Présentation des faits1
Monsieur E. a tenté de tuer sa femme, Madame F., mais n’a pas été jusqu’au bout de son projet. Il a, en effet, été interrompu par des hurlements et des cris d’enfants.
Monsieur E. a été condamné du chef de tentative meurtre par la Cour d’appel d’Anvers, chambre correctionnelle, par un arrêt rendu le 11 février 2013. Les juges ont en effet considéré qu’il n’avait pas volontairement mis fin à son projet.
Il conteste la qualification de tentative punissable au titre de l’article 51 du Code pénal. En effet, il considère que rien n’indique qu’il n’aurait pas de toute façon interrompu son projet volontairement, même en l’absence des hurlements et des cris d’enfants.
Décision de la Cour
La Cour commence par rappeler qu’il y a tentative punissable lorsque le projet d’infraction a été interrompu par des circonstances extérieures à l’auteur du crime ou du délit, à savoir par exemple la réaction de la victime ou l’intervention d’un tiers.
La Cour estime également qu’il appartient au juge du fond d’apprécier souverainement s’il y a commencement d’exécution ou si les faits constituent plutôt de simples actes préparatoires.
La Cour de cassation, prenant en considération plusieurs éléments, observe que la Cour d’appel a considéré à bon droit que Monsieur E. s’était rendu coupable d’une tentative punissable. En effet, sa volonté de tuer Madame F. a uniquement été interrompue par des circonstances indépendantes de sa volonté, à savoir les cris et les hurlements d’enfants.
Les éléments pris en compte par la Cour d’appel sont les suivants: les mots utilisés par Monsieur E., l’emploi d’une machette, le fait qu’il a frappé Madame E. au cou avec acharnement et enfin le témoignage jugé crédible de Madame E.
La Cour de cassation conclut dès lors que, se basant sur les éléments précités, la Cour d’appel d’Anvers a légalement justifié sa décision.
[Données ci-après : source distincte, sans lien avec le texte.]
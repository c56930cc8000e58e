//! Core data model: reports, fights, actors, and events, expressed as
//! plain owned Rust types. Nothing in this module performs I/O; it is
//! the vocabulary the rest of the crate shares.

use serde::{Deserialize, Serialize};
use std::collections::BTreeMap;

/// An opaque, canonicalized Warcraft Logs report identifier.
///
/// Accepts either a bare code or a full report URL at construction time;
/// the canonical form is always the bare alphanumeric code.
#[derive(Debug, Clone, PartialEq, Eq, PartialOrd, Ord, Hash, Serialize, Deserialize)]
pub struct ReportCode(String);

impl ReportCode {
    /// Extracts the canonical report code from a bare code or a full
    /// `https://www.warcraftlogs.com/reports/<code>` URL.
    pub fn parse(input: &str) -> Option<Self> {
        let trimmed = input.trim();
        if trimmed.is_empty() {
            return None;
        }
        let candidate = if let Some(idx) = trimmed.rfind("/reports/") {
            &trimmed[idx + "/reports/".len()..]
        } else {
            trimmed
        };
        let code: String = candidate
            .chars()
            .take_while(|c| c.is_ascii_alphanumeric())
            .collect();
        if code.is_empty() {
            None
        } else {
            Some(ReportCode(code))
        }
    }

    pub fn as_str(&self) -> &str {
        &self.0
    }
}

impl std::fmt::Display for ReportCode {
    fn fmt(&self, f: &mut std::fmt::Formatter<'_>) -> std::fmt::Result {
        write!(f, "{}", self.0)
    }
}

/// A phase transition within a fight: the moment a new mechanical phase
/// begins.
#[derive(Debug, Clone, PartialEq, Eq, Serialize, Deserialize)]
pub struct PhaseTransition {
    pub id: u32,
    pub start_ms: i64,
}

/// A single pull attempt at a boss.
#[derive(Debug, Clone, PartialEq, Eq, Serialize, Deserialize)]
pub struct Fight {
    pub id: u32,
    pub name: String,
    pub boss_id: Option<u32>,
    pub start_ms: i64,
    pub end_ms: i64,
    pub kill: bool,
    /// Strictly increasing by `start_ms`; each `start_ms` falls within
    /// `[start_ms, end_ms]` of the fight.
    pub phase_transitions: Vec<PhaseTransition>,
}

impl Fight {
    pub fn duration_ms(&self) -> i64 {
        self.end_ms - self.start_ms
    }

    /// Selects the phase active at `timestamp_ms`: the last transition
    /// whose `start_ms <= timestamp_ms`, defaulting to phase 1 if none.
    pub fn phase_at(&self, timestamp_ms: i64) -> u32 {
        self.phase_transitions
            .iter()
            .rev()
            .find(|t| t.start_ms <= timestamp_ms)
            .map(|t| t.id)
            .unwrap_or(1)
    }
}

/// The role a player or NPC actor fills, used for default result sorting
/// and for analyzer role-dependent metric selection (e.g. phase damage vs.
/// healing).
#[derive(Debug, Clone, Copy, PartialEq, Eq, Hash, Serialize, Deserialize)]
pub enum Role {
    Tank,
    Healer,
    Melee,
    Ranged,
    Unknown,
}

impl Role {
    /// Sort priority used for default result ordering.
    pub fn priority(self) -> u8 {
        match self {
            Role::Tank => 0,
            Role::Healer => 1,
            Role::Melee => 2,
            Role::Ranged => 3,
            Role::Unknown => 4,
        }
    }
}

#[derive(Debug, Clone, Copy, PartialEq, Eq, Hash, Serialize, Deserialize)]
pub enum ActorType {
    Player,
    Npc,
}

/// A participant in the report: a player character or an NPC (boss/add).
#[derive(Debug, Clone, PartialEq, Eq, Serialize, Deserialize)]
pub struct Actor {
    pub id: i64,
    pub name: String,
    pub actor_type: ActorType,
    /// Class name for players, species name for NPCs.
    pub sub_type: String,
    pub role: Role,
}

impl Actor {
    /// Builds the synthetic placeholder used when an event references an
    /// actor id absent from `masterData`.
    pub fn unknown(id: i64) -> Self {
        Actor {
            id,
            name: format!("Unknown-{id}"),
            actor_type: ActorType::Npc,
            sub_type: "Unknown".to_string(),
            role: Role::Unknown,
        }
    }
}

/// The wire-level event type tag.
#[derive(Debug, Clone, Copy, PartialEq, Eq, Hash, Serialize, Deserialize)]
#[serde(rename_all = "lowercase")]
pub enum EventType {
    Damage,
    Heal,
    Cast,
    Applybuff,
    Applydebuff,
    Death,
    Removebuff,
    Removedebuff,
    Other,
}

/// A single normalized combat log event.
///
/// `fight_id`, `pull_index`, `phase_id`, and `offset_from_pull_start_ms`
/// are populated by the normalizer; they are `None` only on events that
/// have not yet been normalized.
#[derive(Debug, Clone, Serialize, Deserialize)]
pub struct Event {
    pub timestamp_ms: i64,
    pub event_type: EventType,
    pub source_id: i64,
    pub target_id: i64,
    pub ability_id: Option<i64>,
    pub ability_name: Option<String>,
    pub amount: i64,
    pub mitigated: i64,
    pub overkill: i64,
    pub hit_type: Option<String>,
    /// Fields from the upstream event not modeled explicitly above,
    /// preserved for diagnostics.
    pub extra: BTreeMap<String, serde_json::Value>,

    pub fight_id: Option<u32>,
    pub pull_index: Option<u32>,
    pub phase_id: Option<u32>,
    pub offset_from_pull_start_ms: Option<i64>,

    /// Tie-break for events sharing a `(timestamp_ms, source_id)` pair:
    /// insertion order from the upstream page.
    pub sequence: u64,
}

/// A fully materialized, immutable view of one or more reports: the
/// fights, the resolved actor roster, and the time-ordered event stream.
///
/// Once published to the snapshot cache a `ReportSnapshot` is never
/// mutated; analyzers hold shared references to it.
#[derive(Debug, Clone, Serialize, Deserialize)]
pub struct ReportSnapshot {
    pub report_codes: Vec<ReportCode>,
    pub fights: Vec<Fight>,
    pub actors: BTreeMap<i64, Actor>,
    /// Sorted ascending by `(timestamp_ms, source_id, sequence)`.
    pub events: Vec<Event>,
}

impl ReportSnapshot {
    pub fn actor(&self, id: i64) -> Actor {
        self.actors
            .get(&id)
            .cloned()
            .unwrap_or_else(|| Actor::unknown(id))
    }

    pub fn fight(&self, id: u32) -> Option<&Fight> {
        self.fights.iter().find(|f| f.id == id)
    }

    /// Number of retained fights (pulls) in this snapshot.
    pub fn pull_count(&self) -> u32 {
        self.fights.len() as u32
    }
}

/// The set of upstream `dataType` values a fetch requests.
#[derive(Debug, Clone, Copy, PartialEq, Eq, Hash, Serialize, Deserialize)]
pub enum DataType {
    DamageDone,
    DamageTaken,
    Healing,
    Casts,
    Deaths,
    Resources,
    Buffs,
    Debuffs,
}

/// Selects which fights to retain from a report.
#[derive(Debug, Clone, PartialEq, Eq, Serialize, Deserialize)]
pub enum FightFilter {
    /// Retain every fight with a non-null `boss_id`.
    AllBosses,
    /// Retain fights whose name matches case-insensitively.
    Boss(String),
}

impl Default for FightFilter {
    fn default() -> Self {
        FightFilter::AllBosses
    }
}

/// A deterministic digest of a logical fetch/analysis request, used as the
/// snapshot cache key.
///
/// Built from a canonical, sorted textual representation of its inputs so
/// that two logically-identical requests always hash to the same value
/// regardless of e.g. `HashSet` iteration order upstream.
#[derive(Debug, Clone, PartialEq, Eq, Hash, Serialize, Deserialize)]
pub struct Fingerprint(pub String);

impl Fingerprint {
    pub fn compute(
        report_codes: &[ReportCode],
        fight_filter: &FightFilter,
        data_types: &[DataType],
        ability_ids: &[i64],
    ) -> Self {
        use std::fmt::Write;

        let mut codes: Vec<&str> = report_codes.iter().map(|c| c.as_str()).collect();
        codes.sort_unstable();

        let mut dtypes: Vec<String> = data_types.iter().map(|d| format!("{d:?}")).collect();
        dtypes.sort();

        let mut abilities = ability_ids.to_vec();
        abilities.sort_unstable();

        let filter_key = match fight_filter {
            FightFilter::AllBosses => "all".to_string(),
            FightFilter::Boss(name) => format!("boss:{}", name.to_lowercase()),
        };

        let mut buf = String::new();
        write!(
            buf,
            "reports={}|filter={}|types={}|abilities={:?}",
            codes.join(","),
            filter_key,
            dtypes.join(","),
            abilities
        )
        .expect("formatting into a String never fails");

        Fingerprint(buf)
    }
}

impl std::fmt::Display for Fingerprint {
    fn fmt(&self, f: &mut std::fmt::Formatter<'_>) -> std::fmt::Result {
        write!(f, "{}", self.0)
    }
}

#[cfg(test)]
mod tests {
    use super::*;

    #[test]
    fn report_code_parses_bare_and_url() {
        assert_eq!(
            ReportCode::parse("AbC123").unwrap().as_str(),
            "AbC123"
        );
        assert_eq!(
            ReportCode::parse("https://www.warcraftlogs.com/reports/XyZ789#fight=1")
                .unwrap()
                .as_str(),
            "XyZ789"
        );
        assert!(ReportCode::parse("   ").is_none());
    }

    #[test]
    fn fingerprint_is_order_independent() {
        let a = Fingerprint::compute(
            &[
                ReportCode::parse("bbb").unwrap(),
                ReportCode::parse("aaa").unwrap(),
            ],
            &FightFilter::AllBosses,
            &[DataType::Healing, DataType::DamageDone],
            &[2, 1],
        );
        let b = Fingerprint::compute(
            &[
                ReportCode::parse("aaa").unwrap(),
                ReportCode::parse("bbb").unwrap(),
            ],
            &FightFilter::AllBosses,
            &[DataType::DamageDone, DataType::Healing],
            &[1, 2],
        );
        assert_eq!(a, b);
    }

    #[test]
    fn phase_at_defaults_to_one_with_no_transitions() {
        let fight = Fight {
            id: 1,
            name: "Nexus-King".into(),
            boss_id: Some(1),
            start_ms: 0,
            end_ms: 100_000,
            kill: true,
            phase_transitions: vec![],
        };
        assert_eq!(fight.phase_at(50_000), 1);
    }

    #[test]
    fn phase_at_selects_last_transition_before_timestamp() {
        let fight = Fight {
            id: 1,
            name: "Nexus-King".into(),
            boss_id: Some(1),
            start_ms: 0,
            end_ms: 100_000,
            kill: true,
            phase_transitions: vec![
                PhaseTransition { id: 1, start_ms: 0 },
                PhaseTransition {
                    id: 2,
                    start_ms: 45_000,
                },
            ],
        };
        assert_eq!(fight.phase_at(10_000), 1);
        assert_eq!(fight.phase_at(45_000), 2);
        assert_eq!(fight.phase_at(99_000), 2);
    }
}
Elle rejette le pourvoi.
Bon à savoir
La tentative est punissable à l’article 51 du Code pénal. Cependant, la tentative n’est punissable que si les actes formant le commencement d’exécution du délit ou du crime ont été interrompus par des circonstances indépendantes de la volonté de l’auteur de l’infraction2.
En effet, il est toujours préférable qu’une infraction ne soit pas commise, même si elle est déjà commencée. C’est pourquoi le législateur a voulu laisser la possibilité à l’auteur d’un crime ou d’un délit d’arrêter son projet criminel3.
Qualifier le désistement de l’auteur d’une infraction de volontaire ou non n’est pas toujours aisé. Cette tâche revient aux juges du fond qui se basent sur les circonstances de fait pour motiver leur décision. La Cour de cassation, quant à elle, est compétente pour vérifier si les juges du fond ont pu légalement déduire les conséquences des faits de l’espèce4.
Il est dès lors important que l’auteur des faits ait mis fin spontanément à son projet. Par exemple, la Cour de cassation a considéré qu’était coupable de tentative d’assassinat l’auteur qui avait mis fin à ses actes parce qu’il croyait que la victime était morte car elle ne bougeait plus. Dans ce cas-là, la Cour de cassation a estimé que la Cour d’appel avait eu raison de considérer que le désistement n’était pas volontaire5.
Lorsque l’auteur d’un crime ou d’un délit est interrompu dans la commission de l’infraction par des circonstances extérieures, par exemple les cris ou les hurlements d’enfants, l’abandon du projet criminel n’est pas considéré comme volontaire, mais résulte de circonstances extérieures à la volonté de l’agent.
Ndlr. : la présente analyse juridique vaut sous toute réserve généralement quelconque.
__________________________________
1. Cour de cassation, 11/06/2013, Pas., 2013, p. 1314.
2. Article 51 du Code pénal.
3. C. Hennau et J. Verhaegen, Droit pénal général, Bruxelles, Bruylant, 2003, pp. 183-184.
4. Cass., 26 avril 1946, Pas., I., p. 162 ; Cass., 22 novembre 1976, Pas., 1977, p. 316.
5. Cass., 23 mars 1999, R.D.P.C., 2000, p. 226.